Building A Mystery

Album: Surfacing (1997)
Charted: 13
Play Video

Songfacts®:

  • Mystery can be seductive, but if you build it on a bed of artifice, it can be just plain silly. In this song, Sarah McLachlan describes the kind of person who might be trying a bit too hard to be special. Sandals in the snow? OK. But living in a church and sleeping with voodoo dolls? That's a bit much.

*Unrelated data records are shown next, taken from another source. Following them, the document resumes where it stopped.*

//! Options and results for sync passes and monitoring ticks.

use std::time::Duration;

use chrono::{DateTime, TimeZone, Utc};

use crate::pool::DEFAULT_POOL_SIZE;

use super::error::SyncError;

/// Default time between monitoring ticks.
pub const DEFAULT_POLL_INTERVAL: Duration = Duration::from_secs(3600);

/// Default number of repositories synced at once within a tick.
pub const DEFAULT_CONCURRENCY: usize = DEFAULT_POOL_SIZE;

/// Where history starts for a repository with no stored commits.
pub fn default_history_start() -> DateTime<Utc> {
    Utc.with_ymd_and_hms(2024, 1, 1, 0, 0, 0)
        .single()
        .unwrap_or(DateTime::<Utc>::UNIX_EPOCH)
}

/// Settings for the monitoring loop.
#[derive(Debug, Clone)]
pub struct MonitorOptions {
    pub poll_interval: Duration,
    /// Repositories synced at once within one tick.
    pub concurrency: usize,
    /// Lower bound for repositories that have no commits stored yet.
    pub history_start: DateTime<Utc>,
}

impl Default for MonitorOptions {
    fn default() -> Self {
        Self {
            poll_interval: DEFAULT_POLL_INTERVAL,
            concurrency: DEFAULT_CONCURRENCY,
            history_start: default_history_start(),
        }
    }
}

/// Result of one `sync_once` pass.
#[derive(Debug, Clone, Copy, PartialEq, Eq)]
pub struct SyncOutcome {
    /// Storage id of the synced repository.
    pub repository_id: i32,
    /// Commits returned by the remote.
    pub fetched: usize,
    /// Rows inserted or advanced.
    pub written: u64,
}

impl SyncOutcome {
    pub fn is_noop(&self) -> bool {
        self.written == 0
    }
}

/// Aggregate of one monitoring tick.
#[derive(Debug, Default)]
pub struct TickReport {
    pub synced: Vec<(String, SyncOutcome)>,
    pub failures: Vec<SyncError>,
}

impl TickReport {
    pub fn attempted(&self) -> usize {
        self.synced.len() + self.failures.len()
    }

    pub fn is_clean(&self) -> bool {
        self.failures.is_empty()
    }
}

/// Lifecycle of the monitoring loop.
#[derive(Debug, Clone, Copy, PartialEq, Eq)]
pub enum MonitorState {
    /// Waiting for the next tick.
    Idle,
    /// A tick is fanning out over repositories.
    Ticking,
    /// Cancelled; terminal.
    Stopped,
}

    "The song is merely about people trying to create really interesting facades for themselves," McLachlan explained in Rocket magazine. "It's about that on a deep level, but also on a light level it's a playful song - beautiful, f--ked-up people. It's about me! About all my friends!"
  • McLachlan wrote this song with her producer, Pierre Marchand, who was also her co-writer on "Adia."
  • "Building A Mystery" was the first single from Sarah McLachlan's fourth album, Surfacing, released in July 1997 soon after she launched the Lilith Fair. Jewel, Sheryl Crow, Fiona Apple and other prominent female singer-songwriters joined McLachlan on the tour, which sold out most dates and garnered lots of media coverage.

    Before the tour, McLachlan was pretty popular in her native Canada but had just a modest following in America. Her previous album, Fumbling Towards Ecstasy, was released in 1993 and included the minor hit "Possession." She made another chart appearance in 1995 with the single "I Will Remember You," but that song didn't take off until 1999 when she put out a live version.

    As Lilith Fair marched forward, "Building A Mystery" climbed the charts and earned radio play thanks in part to McLachlan's efforts to call out the sexism in the industry - some stations wouldn't play female artists back-to-back. In October, when the tour was over, the song reached its chart peak of #13 in America. Singles from Surfacing album trickled out from there, with "Sweet Surrender" reaching #28 in February 1998, and "Adia" coming in at #3 that August while the second Lilith Fair was on the road.
  • Matt Mahurin directed the music video, which is appropriately mysterious, showing the wayfaring stranger along with lots of tight shots of McLachlan. It got a lot of airplay on Canada's MuchMusic and America's VH1.
  • McLachlan won the Grammy for Best Female Pop Vocal Performance for this song. Two years later, she won the same award for the live version of "I Will Remember You."

    "Building A Mystery" also won the Juno Award (Canada's Grammys) for Single Of The Year.
  • Surprisingly, this is Sarah McLachlan's only #1 hit in her native Canada. It held the top spot for eight weeks, longer than any other song in 1997.